What makes me so angry is that these nitwits take Estonia's hardwon reputation for granted, rather like the decadent children of first-generation immigrants do with their parents' hard-earned fortunes. Do he and his colleagues have any idea how long it took to persuade people that Estonia was a proper country? That the language and citizenship laws were justified? That the economic boom was real (and not just "smuggling")? That NATO and EU membership was justified? And because of all that credibility in the bank, he feels he can go and squander it, just to get a few extra votes for his ex-komsomoltsy.

I am cross with parts of the Estonian media for their casual treatment of another asset built up so painfully over 15 years: harmony between people of different backgrounds. The "honest" coverage, implying that the "Russians" have shown themselves in their true colours, as habitual looters and hooligans, is outrageous.

I am cross with Savisaar for exploiting the riots in one way, and cross with his opponents for trying to make him the scapegoat for the whole thing. I can see a danger that Estonia becomes another Poland, leading with its chin in fights it can't win, alienating its friends and delighting Russia.

Should Ansip resign? Probably. I like the guy personally, but this is a disaster. What stays my hand is the feeling that if the bronze soldier hadn't been the provocation, the Russians would have found another one. The way things are now with the Kremlin, it was only a matter of time before the storm broke.

I am cross with the the looters, of course. The Estonians have treated the Soviet-era migrants with incredible generosity, restraint and patience. What an outrageous way to behave! I am cross with the local Russian-language press, which as far as I have seen has failed to publish pictures of the looting. I am cross with the Russian elite in Estonia which has not condemned the riots.

I am cross that when there is so much going on that is really important, both in the region and the world, everyone is wasting so much time about what is in the end just a rather bad statue.

I am really, really, cross with the feeble response from the EU and NATO. Why the **** can't the EU ambassadors come round to the Estonians and show some solidarity.

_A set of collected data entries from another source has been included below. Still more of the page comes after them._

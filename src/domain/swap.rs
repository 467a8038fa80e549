//! Swap Types
//!
//! Chain identifiers, swap requests, quotes and results shared across the
//! pipeline. Requests carry human-unit amounts; everything downstream of
//! validation works in smallest units.

use chrono::{DateTime, Utc};
use rust_decimal::Decimal;
use serde::{Deserialize, Serialize};
use thiserror::Error;

use super::amounts::BPS_DENOMINATOR;

/// Supported chains. Both use 9-decimal native assets.
#[derive(Debug, Clone, Copy, PartialEq, Eq, Hash, Serialize, Deserialize)]
#[serde(rename_all = "lowercase")]
pub enum Chain {
    Solana,
    Ton,
}

impl Chain {
    /// Native asset ticker for display
    pub fn native_symbol(&self) -> &'static str {
        match self {
            Chain::Solana => "SOL",
            Chain::Ton => "TON",
        }
    }

    /// Block explorer URL for a transaction id
    pub fn explorer_tx_url(&self, tx_id: &str) -> String {
        match self {
            Chain::Solana => format!("https://solscan.io/tx/{}", tx_id),
            Chain::Ton => format!("https://tonviewer.com/transaction/{}", tx_id),
        }
    }

    /// Guess the chain from a token address shape.
    ///
    /// TON jetton masters are 48 characters and start with "EQ"/"UQ"; Solana
    /// mints are 32-44 character Base58 strings. Returns `None` when neither
    /// shape matches; callers must still run the adapter's full validation.
    pub fn detect(address: &str) -> Option<Chain> {
        if address.len() == 48 && (address.starts_with("EQ") || address.starts_with("UQ")) {
            Some(Chain::Ton)
        } else if (32..=44).contains(&address.len())
            && bs58::decode(address).into_vec().is_ok()
        {
            Some(Chain::Solana)
        } else {
            None
        }
    }
}

impl std::fmt::Display for Chain {
    fn fmt(&self, f: &mut std::fmt::Formatter<'_>) -> std::fmt::Result {
        match self {
            Chain::Solana => write!(f, "solana"),
            Chain::Ton => write!(f, "ton"),
        }
    }
}

/// Direction of a swap relative to the chain's native asset
#[derive(Debug, Clone, Copy, PartialEq, Eq, Serialize, Deserialize)]
#[serde(rename_all = "snake_case")]
pub enum SwapDirection {
    /// Spend native (SOL/TON), receive the counter asset
    NativeToToken,
    /// Spend the counter asset, receive native
    TokenToNative,
}

#[derive(Debug, Error, Clone, PartialEq, Eq)]
pub enum InputError {
    #[error("amount must be positive, got {0}")]
    NonPositiveAmount(Decimal),

    #[error("slippage {0} bps out of range (0-10000)")]
    SlippageOutOfRange(u16),

    #[error("invalid {chain} address: {address}")]
    InvalidAddress { chain: Chain, address: String },

    #[error("amount {0} is not representable in smallest units")]
    UnrepresentableAmount(Decimal),
}

/// One user-initiated swap. Constructed per action, discarded after execution.
#[derive(Debug, Clone, Serialize, Deserialize)]
pub struct SwapRequest {
    pub chain: Chain,
    pub direction: SwapDirection,
    /// Token mint (Solana) or jetton master (TON) on the non-native side
    pub counter_asset: String,
    /// Human units of the asset being spent
    pub amount: Decimal,
    /// Slippage tolerance in basis points (1 bps = 0.01%)
    pub slippage_bps: u16,
}

impl SwapRequest {
    /// Local field checks. Runs before any network call; address validation is
    /// the chain adapter's job and happens in the executor.
    pub fn validate(&self) -> Result<(), InputError> {
        if self.amount <= Decimal::ZERO {
            return Err(InputError::NonPositiveAmount(self.amount));
        }
        if self.slippage_bps as u64 > BPS_DENOMINATOR {
            return Err(InputError::SlippageOutOfRange(self.slippage_bps));
        }
        Ok(())
    }
}

/// Market metadata a price provider may attach to a quote. Display-only.
#[derive(Debug, Clone, Default, Serialize, Deserialize)]
pub struct MarketSnapshot {
    pub price_usd: Option<f64>,
    pub liquidity_usd: Option<f64>,
    pub market_cap_usd: Option<f64>,
}

/// A provider's output estimate for one swap. Ephemeral: fetched fresh per
/// request, never cached or persisted.
#[derive(Debug, Clone, Serialize)]
pub struct Quote {
    /// Estimated output in smallest units of the receiving asset
    pub output_amount_raw: u64,
    /// Estimated price impact percentage (0-100), if known
    pub price_impact_pct: Option<f64>,
    /// Provider that produced the quote
    pub source: &'static str,
    pub fetched_at: DateTime<Utc>,
    pub market: MarketSnapshot,
}

/// Outcome of the broadcast step
#[derive(Debug, Clone, Copy, PartialEq, Eq, Serialize, Deserialize)]
#[serde(rename_all = "snake_case")]
pub enum SwapStatus {
    /// Broadcast acknowledged and the balance delta was observed
    Confirmed,
    /// Broadcast outcome ambiguous (e.g. RPC timeout after send); resolve by
    /// querying status with the submission reference — never re-broadcast
    Unknown,
}

/// Result of a submitted swap. Created only after broadcast; persistence is
/// the caller's concern.
#[derive(Debug, Clone, Serialize, Deserialize)]
pub struct SwapResult {
    pub chain: Chain,
    pub direction: SwapDirection,
    /// Transaction signature (Solana) or external-message hash (TON)
    pub tx_id: String,
    /// Client-generated submission reference, recorded before broadcast
    pub reference: String,
    pub status: SwapStatus,
    /// Quoted output in smallest units of the receiving asset
    pub output_amount_raw: Option<u64>,
    /// Native units consumed by fees (buys), when reconciliation could tell
    pub gas_consumed_raw: Option<u64>,
    /// Net native received (sells), after fees
    pub native_received_raw: Option<u64>,
}

impl SwapResult {
    pub fn explorer_url(&self) -> String {
        self.chain.explorer_tx_url(&self.tx_id)
    }

    pub fn is_confirmed(&self) -> bool {
        self.status == SwapStatus::Confirmed
    }
}

#[cfg(test)]
mod tests {
    use super::*;
    use rust_decimal_macros::dec;

    fn request(amount: Decimal, slippage_bps: u16) -> SwapRequest {
        SwapRequest {
            chain: Chain::Solana,
            direction: SwapDirection::NativeToToken,
            counter_asset: "EPjFWdd5AufqSSqeM2qN1xzybapC8G4wEGGkZwyTDt1v".to_string(),
            amount,
            slippage_bps,
        }
    }

    #[test]
    fn test_validate_accepts_sane_request() {
        assert!(request(dec!(0.5), 50).validate().is_ok());
        assert!(request(dec!(1), 0).validate().is_ok());
        assert!(request(dec!(1), 10_000).validate().is_ok());
    }

    #[test]
    fn test_validate_rejects_zero_amount() {
        assert!(matches!(
            request(dec!(0), 50).validate(),
            Err(InputError::NonPositiveAmount(_))
        ));
    }

    #[test]
    fn test_validate_rejects_excess_slippage() {
        assert!(matches!(
            request(dec!(1), 10_001).validate(),
            Err(InputError::SlippageOutOfRange(10_001))
        ));
    }

    #[test]
    fn test_detect_ton_address() {
        let addr = "EQCxE6mUtQJKFnGfaROTKOt1lZbDiiX1kCixRv7Nw2Id_sDs";
        assert_eq!(addr.len(), 48);
        assert_eq!(Chain::detect(addr), Some(Chain::Ton));
        let uq = "UQCxE6mUtQJKFnGfaROTKOt1lZbDiiX1kCixRv7Nw2Id_sDs";
        assert_eq!(Chain::detect(uq), Some(Chain::Ton));
    }

    #[test]
    fn test_detect_solana_address() {
        assert_eq!(
            Chain::detect("So11111111111111111111111111111111111111112"),
            Some(Chain::Solana)
        );
    }

    #[test]
    fn test_detect_rejects_garbage() {
        assert_eq!(Chain::detect(""), None);
        assert_eq!(Chain::detect("0xdeadbeef"), None);
        assert_eq!(Chain::detect("not an address at all, far too long to be base58"), None);
    }

    #[test]
    fn test_explorer_urls() {
        assert_eq!(
            Chain::Solana.explorer_tx_url("abc"),
            "https://solscan.io/tx/abc"
        );
        assert_eq!(
            Chain::Ton.explorer_tx_url("def"),
            "https://tonviewer.com/transaction/def"
        );
    }
}
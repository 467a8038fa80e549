//! STON.fi Simulation Provider
//!
//! Last in the TON fallback order, and the most accurate: the DEX itself
//! simulates the exact swap and reports expected output and price impact.

use async_trait::async_trait;
use chrono::Utc;

use crate::adapters::stonfi::{StonfiClient, PTON_MAINNET};
use crate::domain::{Chain, MarketSnapshot, Quote, SwapDirection};
use crate::ports::pricing::{PriceProvider, ProviderError, QuoteQuery};

const PROVIDER_NAME: &str = "stonfi";

pub struct StonfiSimulateProvider {
    client: StonfiClient,
}

impl StonfiSimulateProvider {
    pub fn new(client: StonfiClient) -> Self {
        Self { client }
    }
}

#[async_trait]
impl PriceProvider for StonfiSimulateProvider {
    fn name(&self) -> &'static str {
        PROVIDER_NAME
    }

    fn supports(&self, chain: Chain) -> bool {
        chain == Chain::Ton
    }

    async fn try_quote(&self, query: &QuoteQuery) -> Result<Option<Quote>, ProviderError> {
        let (offer, ask) = match query.direction {
            SwapDirection::NativeToToken => (PTON_MAINNET, query.counter_asset.as_str()),
            SwapDirection::TokenToNative => (query.counter_asset.as_str(), PTON_MAINNET),
        };

        let simulation = self
            .client
            .simulate_swap(offer, ask, query.amount_raw, query.slippage_bps)
            .await
            .map_err(|e| ProviderError::Malformed {
                provider: PROVIDER_NAME,
                detail: e.to_string(),
            })?;

        let output_amount_raw = simulation.ask_units_raw();
        if output_amount_raw == 0 {
            return Ok(None);
        }

        Ok(Some(Quote {
            output_amount_raw,
            price_impact_pct: simulation.price_impact_pct(),
            source: PROVIDER_NAME,
            fetched_at: Utc::now(),
            market: MarketSnapshot::default(),
        }))
    }
}
//! TON Adapter
//!
//! Chain primitives for TON: address forms, a minimal cell/BOC writer for
//! wallet-v4 messages, mnemonic key derivation and signing, and the toncenter
//! client used for balances, seqno and broadcast.

pub mod address;
pub mod adapter;
pub mod cell;
pub mod toncenter;
pub mod wallet;

pub use adapter::TonAdapter;
pub use address::TonAddress;
pub use toncenter::{TonClient, TonClientConfig};
//! Application Layer - Swap orchestration
//!
//! The quote router (provider fallback) and the swap executor (the
//! per-invocation state machine with per-wallet serialization).

pub mod executor;
pub mod quote_router;

pub use executor::{ExecutorConfig, SwapError, SwapExecutor, WalletLocks};
pub use quote_router::{QuoteError, QuoteRouter, DEFAULT_PROVIDER_TIMEOUT};
//! Solana RPC Client
//!
//! Wrapper around the blocking Solana RPC client with an endpoint failover
//! list. Reads (balance) walk the list; broadcast goes to one endpoint only,
//! because a second send after an ambiguous failure risks a double spend.

use std::str::FromStr;
use std::sync::Arc;

use solana_client::client_error::{ClientError, ClientErrorKind};
use solana_client::rpc_client::RpcClient;
use solana_sdk::commitment_config::CommitmentConfig;
use solana_sdk::pubkey::Pubkey;
use solana_sdk::transaction::VersionedTransaction;
use tracing::warn;

use crate::domain::Chain;
use crate::ports::chain::ChainError;

/// Failover-aware Solana RPC client
#[derive(Clone)]
pub struct SolanaRpc {
    clients: Vec<Arc<RpcClient>>,
    endpoints: Vec<String>,
}

impl SolanaRpc {
    /// Build from an ordered endpoint list; the first entry is primary.
    pub fn new(endpoints: Vec<String>) -> Self {
        let clients = endpoints
            .iter()
            .map(|url| {
                Arc::new(RpcClient::new_with_commitment(
                    url.clone(),
                    CommitmentConfig::confirmed(),
                ))
            })
            .collect();
        Self { clients, endpoints }
    }

    /// Native balance in lamports, walking the failover list
    pub async fn get_balance(&self, address: &str) -> Result<u64, ChainError> {
        let pubkey = Pubkey::from_str(address).map_err(|_| ChainError::InvalidAddress {
            chain: Chain::Solana,
            address: address.to_string(),
        })?;

        let mut last_error = String::from("no RPC endpoints configured");
        for (client, endpoint) in self.clients.iter().zip(&self.endpoints) {
            let client = Arc::clone(client);
            let result = tokio::task::spawn_blocking(move || client.get_balance(&pubkey))
                .await
                .map_err(|e| ChainError::RpcUnavailable(format!("task join error: {e}")))?;

            match result {
                Ok(lamports) => return Ok(lamports),
                Err(e) => {
                    warn!("balance query failed on {}: {}", endpoint, e);
                    last_error = e.to_string();
                }
            }
        }
        Err(ChainError::RpcUnavailable(last_error))
    }

    /// Broadcast a signed transaction. One endpoint, one attempt.
    pub async fn send_transaction(&self, tx: &VersionedTransaction) -> Result<String, ChainError> {
        let client = Arc::clone(self.clients.first().ok_or_else(|| {
            ChainError::RpcUnavailable("no RPC endpoints configured".to_string())
        })?);
        let tx = tx.clone();

        tokio::task::spawn_blocking(move || {
            client
                .send_transaction(&tx)
                .map(|sig| sig.to_string())
                .map_err(classify_send_error)
        })
        .await
        .map_err(|e| ChainError::RpcUnavailable(format!("task join error: {e}")))?
    }
}

/// Map a broadcast failure onto the swap error taxonomy. A node's explicit
/// rejection is retryable with a fresh transaction; a timeout is ambiguous
/// (the transaction may have propagated) and must not be retried.
fn classify_send_error(err: ClientError) -> ChainError {
    match &err.kind {
        ClientErrorKind::RpcError(rpc_err) => ChainError::SubmissionFailed(rpc_err.to_string()),
        ClientErrorKind::TransactionError(tx_err) => {
            ChainError::SubmissionFailed(tx_err.to_string())
        }
        ClientErrorKind::Reqwest(e) if e.is_timeout() => ChainError::NetworkTimeout("submit"),
        ClientErrorKind::Io(_) | ClientErrorKind::Reqwest(_) => {
            ChainError::RpcUnavailable(err.to_string())
        }
        _ => ChainError::SubmissionFailed(err.to_string()),
    }
}

#[cfg(test)]
mod tests {
    use super::*;

    #[test]
    fn test_client_construction() {
        let rpc = SolanaRpc::new(vec![
            "https://api.mainnet-beta.solana.com".to_string(),
            "https://solana-rpc.publicnode.com".to_string(),
        ]);
        assert_eq!(rpc.endpoints.len(), 2);
        assert_eq!(rpc.clients.len(), 2);
    }

    #[tokio::test]
    async fn test_empty_endpoint_list_is_unavailable() {
        let rpc = SolanaRpc::new(vec![]);
        let result = rpc
            .get_balance("9WzDXwBbmkg8ZTbNMqUxvQRAyrZzDsGYdLVL9zYtAWWM")
            .await;
        assert!(matches!(result, Err(ChainError::RpcUnavailable(_))));
    }

    #[tokio::test]
    async fn test_bad_address_rejected_before_network() {
        let rpc = SolanaRpc::new(vec![]);
        let result = rpc.get_balance("not-a-pubkey").await;
        assert!(matches!(result, Err(ChainError::InvalidAddress { .. })));
    }
}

I bet if you had 24 ambassadorial limos pushing their way through the crowd of Putin-jugend the police would take a bit more action. Why not call all 24 Russian ambassadors in the other EU capitals in to receive an identical protest? And do the same in the other G-7 countries. Talking of which, Russia's membership of the G8 and Council of Europe should surely be on the line now.

With the exception of Estonia's president, Toomas Hendrik Ilves, who has said and done all the right things, this is a story of grotesque self-indulgence, mixed with appalling moral cowardice.

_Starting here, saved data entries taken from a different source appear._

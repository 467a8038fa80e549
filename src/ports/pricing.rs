//! Price Provider Port
//!
//! One interface over the external price/quote sources. The quote router
//! walks an ordered list of these and keeps the first usable answer, which
//! replaces a try/except chain per provider with something testable.

use async_trait::async_trait;
use thiserror::Error;

use crate::domain::{Chain, Quote, SwapDirection};

#[derive(Debug, Error)]
pub enum ProviderError {
    #[error("HTTP error: {0}")]
    Http(#[from] reqwest::Error),

    #[error("{provider} returned status {status}")]
    BadStatus { provider: &'static str, status: u16 },

    #[error("{provider} response malformed: {detail}")]
    Malformed {
        provider: &'static str,
        detail: String,
    },
}

/// What the router asks a provider: estimate the output for spending
/// `amount_raw` (smallest units) of one side of the pair.
#[derive(Debug, Clone)]
pub struct QuoteQuery {
    pub chain: Chain,
    pub direction: SwapDirection,
    /// Token mint / jetton master on the non-native side
    pub counter_asset: String,
    /// Amount being spent, smallest units
    pub amount_raw: u64,
    pub slippage_bps: u16,
}

#[async_trait]
pub trait PriceProvider: Send + Sync {
    /// Stable name used in logs and `Quote::source`
    fn name(&self) -> &'static str;

    fn supports(&self, chain: Chain) -> bool;

    /// Attempt a quote. `Ok(None)` means the provider answered but has no
    /// usable data for this pair (delisted, zero price); the router treats it
    /// the same as an error and falls through.
    async fn try_quote(&self, query: &QuoteQuery) -> Result<Option<Quote>, ProviderError>;
}

/// Constant-product style price-impact approximation:
/// `trade_usd / (liquidity_usd + trade_usd) * 100`, capped at 100%.
///
/// Used when the provider does not report impact directly. Display/warning
/// only — slippage enforcement uses the quoted amounts.
pub fn approximate_price_impact_pct(trade_usd: f64, liquidity_usd: f64) -> Option<f64> {
    if !trade_usd.is_finite() || !liquidity_usd.is_finite() {
        return None;
    }
    if trade_usd <= 0.0 || liquidity_usd < 0.0 {
        return None;
    }
    let impact = trade_usd / (liquidity_usd + trade_usd) * 100.0;
    Some(impact.min(100.0))
}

Who will put Humpty-Dumpty together again?

Two pieces from this week's Economist, with similar thoughts in a more measured form, will follow later today.

34 comments:

Giustino said...

Edward,

You are right in that this "statue" issue would have probably surfaced somewhere else.

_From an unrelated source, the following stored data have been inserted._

//! End-to-end pipeline tests over mocked providers and chain adapters:
//! the full Validated -> Quoted -> BalanceChecked -> TxBuilt -> Signed ->
//! Submitted -> Reconciled walk, provider fallback ordering, and the
//! broadcast-ambiguity handling.

use std::sync::atomic::Ordering;
use std::sync::Arc;
use std::time::Duration;

use rust_decimal_macros::dec;

use cotrader_engine::application::{ExecutorConfig, QuoteRouter, SwapExecutor};
use cotrader_engine::domain::{Chain, SwapDirection, SwapRequest, SwapStatus};
use cotrader_engine::ports::chain::ChainError;
use cotrader_engine::ports::mocks::{
    test_quote, MockChainAdapter, MockPriceProvider, MockSecretCodec,
};
use cotrader_engine::ports::pricing::PriceProvider;
use cotrader_engine::ports::secrets::WalletHandle;

const SOL_WALLET: &str = "9WzDXwBbmkg8ZTbNMqUxvQRAyrZzDsGYdLVL9zYtAWWM";
const USDC_MINT: &str = "EPjFWdd5AufqSSqeM2qN1xzybapC8G4wEGGkZwyTDt1v";

fn config() -> ExecutorConfig {
    ExecutorConfig {
        submit_timeout: Duration::from_millis(250),
        max_submit_attempts: 3,
        settle_delay: Duration::ZERO,
    }
}

fn sol_wallet() -> WalletHandle {
    // Identity codec in tests: the ciphertext IS the 32-byte seed
    WalletHandle::new(SOL_WALLET, vec![9u8; 32])
}

fn buy_request(amount: rust_decimal::Decimal, slippage_bps: u16) -> SwapRequest {
    SwapRequest {
        chain: Chain::Solana,
        direction: SwapDirection::NativeToToken,
        counter_asset: USDC_MINT.to_string(),
        amount,
        slippage_bps,
    }
}

fn executor(
    adapter: Arc<MockChainAdapter>,
    providers: Vec<Arc<dyn PriceProvider>>,
) -> SwapExecutor {
    SwapExecutor::new(
        QuoteRouter::new(providers).with_timeout(Duration::from_millis(100)),
        Arc::new(MockSecretCodec::new()),
        config(),
    )
    .with_adapter(adapter)
}

#[tokio::test]
async fn full_buy_pipeline_propagates_slippage_adjusted_minimum() {
    // 0.5 SOL at 500 bps; the quote says 1_000_000_000 raw out
    let adapter = Arc::new(
        MockChainAdapter::new(Chain::Solana)
            .with_balance(2_000_000_000)
            .with_balance(1_495_000_000)
            .with_submit_ok("sig-buy"),
    );
    let provider = Arc::new(
        MockPriceProvider::new("dexscreener").with_quote(test_quote("dexscreener", 1_000_000_000)),
    );

    let executor = executor(adapter.clone(), vec![provider]);
    let result = executor
        .execute(&sol_wallet(), &buy_request(dec!(0.5), 500))
        .await
        .unwrap();

    // minOutputRaw = floor(1e9 * 9500 / 10000)
    let params = adapter.last_build_params().unwrap();
    assert_eq!(params.min_output_raw, 950_000_000);
    assert_eq!(params.amount_raw, 500_000_000);
    assert_eq!(params.wallet_address, SOL_WALLET);

    assert_eq!(result.status, SwapStatus::Confirmed);
    assert_eq!(result.tx_id, "sig-buy");
    assert_eq!(result.output_amount_raw, Some(1_000_000_000));
    assert_eq!(result.gas_consumed_raw, Some(5_000_000));
    assert_eq!(
        result.explorer_url(),
        "https://solscan.io/tx/sig-buy"
    );
}

#[tokio::test]
async fn zero_slippage_minimum_equals_quote() {
    let adapter = Arc::new(
        MockChainAdapter::new(Chain::Solana)
            .with_balance(2_000_000_000)
            .with_submit_ok("sig"),
    );
    let provider =
        Arc::new(MockPriceProvider::new("mock").with_quote(test_quote("mock", 123_456_789)));

    let executor = executor(adapter.clone(), vec![provider]);
    executor
        .execute(&sol_wallet(), &buy_request(dec!(0.5), 0))
        .await
        .unwrap();

    assert_eq!(adapter.last_build_params().unwrap().min_output_raw, 123_456_789);
}

#[tokio::test]
async fn provider_fallback_first_usable_quote_wins() {
    let broken = Arc::new(MockPriceProvider::new("dexscreener").with_error("HTTP 500"));
    let empty = Arc::new(MockPriceProvider::new("jupiter-price").with_no_data());
    let good = Arc::new(
        MockPriceProvider::new("jupiter-price-auth")
            .with_quote(test_quote("jupiter-price-auth", 777)),
    );

    let adapter = Arc::new(
        MockChainAdapter::new(Chain::Solana)
            .with_balance(2_000_000_000)
            .with_submit_ok("sig"),
    );
    let executor = executor(
        adapter,
        vec![broken.clone(), empty.clone(), good.clone()],
    );

    let result = executor
        .execute(&sol_wallet(), &buy_request(dec!(0.1), 50))
        .await
        .unwrap();

    assert_eq!(result.output_amount_raw, Some(777));
    assert_eq!(broken.call_count(), 1);
    assert_eq!(empty.call_count(), 1);
    assert_eq!(good.call_count(), 1);
}

#[tokio::test]
async fn all_providers_down_aborts_with_no_side_effects() {
    // Every provider fails -> NoLiquidityData, and neither balance nor
    // signing is ever touched
    let p1 = Arc::new(MockPriceProvider::new("dexscreener").with_error("HTTP 500"));
    let p2 = Arc::new(MockPriceProvider::new("tonapi").with_error("HTTP 500"));
    let p3 = Arc::new(MockPriceProvider::new("stonfi").with_error("HTTP 500"));

    let adapter = Arc::new(MockChainAdapter::new(Chain::Ton).with_balance(5_000_000_000));
    let executor = SwapExecutor::new(
        QuoteRouter::new(vec![
            p1.clone() as Arc<dyn PriceProvider>,
            p2.clone(),
            p3.clone(),
        ])
        .with_timeout(Duration::from_millis(100)),
        Arc::new(MockSecretCodec::new()),
        config(),
    )
    .with_adapter(adapter.clone());

    let wallet = WalletHandle::new(
        "UQCxE6mUtQJKFnGfaROTKOt1lZbDiiX1kCixRv7Nw2Id_sDs",
        vec!["abandon"; 24].join(" ").into_bytes(),
    );
    let request = SwapRequest {
        chain: Chain::Ton,
        direction: SwapDirection::NativeToToken,
        counter_asset: "EQCxE6mUtQJKFnGfaROTKOt1lZbDiiX1kCixRv7Nw2Id_sDs".to_string(),
        amount: dec!(1),
        slippage_bps: 50,
    };

    let err = executor.execute(&wallet, &request).await.unwrap_err();
    assert!(err.to_string().contains("no liquidity data"));
    assert_eq!(p1.call_count() + p2.call_count() + p3.call_count(), 3);
    assert_eq!(adapter.balance_calls.load(Ordering::SeqCst), 0);
    assert_eq!(adapter.sign_calls.load(Ordering::SeqCst), 0);
    assert_eq!(adapter.submit_calls.load(Ordering::SeqCst), 0);
}

#[tokio::test]
async fn insufficient_funds_never_reaches_tx_build() {
    let adapter = Arc::new(MockChainAdapter::new(Chain::Solana).with_balance(100_000));
    let provider =
        Arc::new(MockPriceProvider::new("mock").with_quote(test_quote("mock", 1_000)));

    let executor = executor(adapter.clone(), vec![provider]);
    let err = executor
        .execute(&sol_wallet(), &buy_request(dec!(0.0005), 50))
        .await
        .unwrap_err();

    assert!(err.to_string().contains("insufficient"));
    assert_eq!(adapter.build_calls.load(Ordering::SeqCst), 0);
    assert_eq!(adapter.submit_calls.load(Ordering::SeqCst), 0);
}

#[tokio::test]
async fn broadcast_timeout_is_surfaced_not_retried() {
    // Submission times out after broadcast: no duplicate submission, and the
    // result carries a reference for later status queries
    let adapter = Arc::new(
        MockChainAdapter::new(Chain::Solana)
            .with_balance(1_000_000_000)
            .with_balance(1_000_000_000)
            .with_submit_error(ChainError::NetworkTimeout("submit")),
    );
    let provider =
        Arc::new(MockPriceProvider::new("mock").with_quote(test_quote("mock", 10_000)));

    let executor = executor(adapter.clone(), vec![provider]);
    let result = executor
        .execute(&sol_wallet(), &buy_request(dec!(0.1), 50))
        .await
        .unwrap();

    assert_eq!(adapter.submit_calls.load(Ordering::SeqCst), 1);
    assert_eq!(result.status, SwapStatus::Unknown);
    assert!(!result.reference.is_empty());
}

#[tokio::test]
async fn sell_pipeline_reports_native_received() {
    let adapter = Arc::new(
        MockChainAdapter::new(Chain::Solana)
            .with_balance(50_000_000) // gas reserve is enough, no native spend
            .with_balance(1_040_000_000) // proceeds arrived
            .with_submit_ok("sig-sell"),
    );
    let provider =
        Arc::new(MockPriceProvider::new("mock").with_quote(test_quote("mock", 1_000_000_000)));

    let executor = executor(adapter.clone(), vec![provider]);
    let request = SwapRequest {
        chain: Chain::Solana,
        direction: SwapDirection::TokenToNative,
        counter_asset: USDC_MINT.to_string(),
        amount: dec!(1000),
        slippage_bps: 100,
    };

    let result = executor.execute(&sol_wallet(), &request).await.unwrap();

    assert_eq!(result.status, SwapStatus::Confirmed);
    assert_eq!(result.native_received_raw, Some(990_000_000));
    assert_eq!(result.gas_consumed_raw, None);
    // The sell amount rides in token units
    assert_eq!(
        adapter.last_build_params().unwrap().amount_raw,
        1_000_000_000_000
    );
}

#[tokio::test]
async fn concurrent_swaps_on_one_wallet_serialize() {
    // Both swaps succeed, but the per-wallet lock forces them through one at
    // a time: each sees a fresh balance snapshot (scripted in sequence).
    let adapter = Arc::new(
        MockChainAdapter::new(Chain::Solana)
            .with_balance(1_000_000_000) // swap 1 before
            .with_balance(894_000_000) // swap 1 after
            .with_balance(894_000_000) // swap 2 before
            .with_balance(788_000_000) // swap 2 after
            .with_submit_ok("sig-1")
            .with_submit_ok("sig-2"),
    );
    let provider = Arc::new(MockPriceProvider::new("mock").with_quote(test_quote("mock", 5_000)));

    let executor = Arc::new(executor(adapter.clone(), vec![provider]));
    let wallet = Arc::new(sol_wallet());

    let mut handles = Vec::new();
    for _ in 0..2 {
        let executor = executor.clone();
        let wallet = wallet.clone();
        handles.push(tokio::spawn(async move {
            executor
                .execute(&wallet, &buy_request(dec!(0.1), 50))
                .await
        }));
    }

    let mut confirmed = 0;
    for handle in handles {
        let result = handle.await.unwrap().unwrap();
        assert_eq!(result.status, SwapStatus::Confirmed);
        confirmed += 1;
    }
    assert_eq!(confirmed, 2);
    // Strict interleaving: 2 pre + 2 post balance reads, 2 submissions
    assert_eq!(adapter.balance_calls.load(Ordering::SeqCst), 4);
    assert_eq!(adapter.submit_calls.load(Ordering::SeqCst), 2);
}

But the thing is that bad leadership was bound to surface in Estonia, and if you are going to have a screw-up PM, you'd probably go with Ansip over Savisaar (which was the contest in the last election).

For years Estonia has taken a non-stop propaganda beating from Russia. And the EU looks the other way, but nobody ever tells them to just shut up.

No one is ever forceful with Russia because, more than ICBMs, they appear to be capable of growing hysterical over anything -- even the movement of a statue to a military cemetery.

Think logically, for this is how Estonians think. They moved a statue from a square to a cemetery. Big deal, right?

Wrong. You see, it serves the purposes of whipping up anti-Estonian hysteria among Russians, which keeps Russians in Russia thinking about other places OTHER than Russia.

What I don't get is why countries with huge economies, like the UK, like France, like Germany, don't just call it like it is. Why is Germany, a wealthy and influential country of 80 million people, afraid to standup to Russia, a country of 140 million people, and say, "We are the EU, Estonia is part of the EU, quit meddling and shut up."

And there's the Scandinavian countries that are also scared of doing anything ferocious because "being Scandinavian" to often means going "aww shucks" anytime a country loses its freedom.

So you've got wealthy and influential Scandinavians and Germans that are scared of their own shadow.

It's pathetic. Whatever happened to the countries of the Vikings and the Teutonic Knights? Did they all succumb to electronic music and late night television?

Anonymous said...

Edward,

I stopped reading halfway through. You're writing absolute drivel.

Anonymous said...

God damn it, I wish you'd just shut up!

Anonymous said...

Is it so difficult to call someone in Estonia for a consult?

Kristopher said...

You quit reading and that's you went back to your own blog and penned your masterpiece?

A good time to explore the national mythos, in an archaic 19th century style, in Estonian. Definitely.

Anonymous said...

No, I penned my masterpiece earlier.

võlur said...

Couple of thoughts from Tallinn.

Threre are people who say Ansip-nacionalist or Ansip-fascist. They are totally off the mark. He is not nationalist, he dont recognize nationalism when he clashes with it on street. I even think that Ansip´s ignorance about these feelings is part of the problem. He is not able to see that kind of irrational feelings in society. He may listen pro and contra argumets regarding the statue, but he doesnt hear emotions behind that. For him it is just a piece of metal. "We move this to another place. Problem solved," is his way of thinking. And that kind of ignorence is part of Ansip´s problem.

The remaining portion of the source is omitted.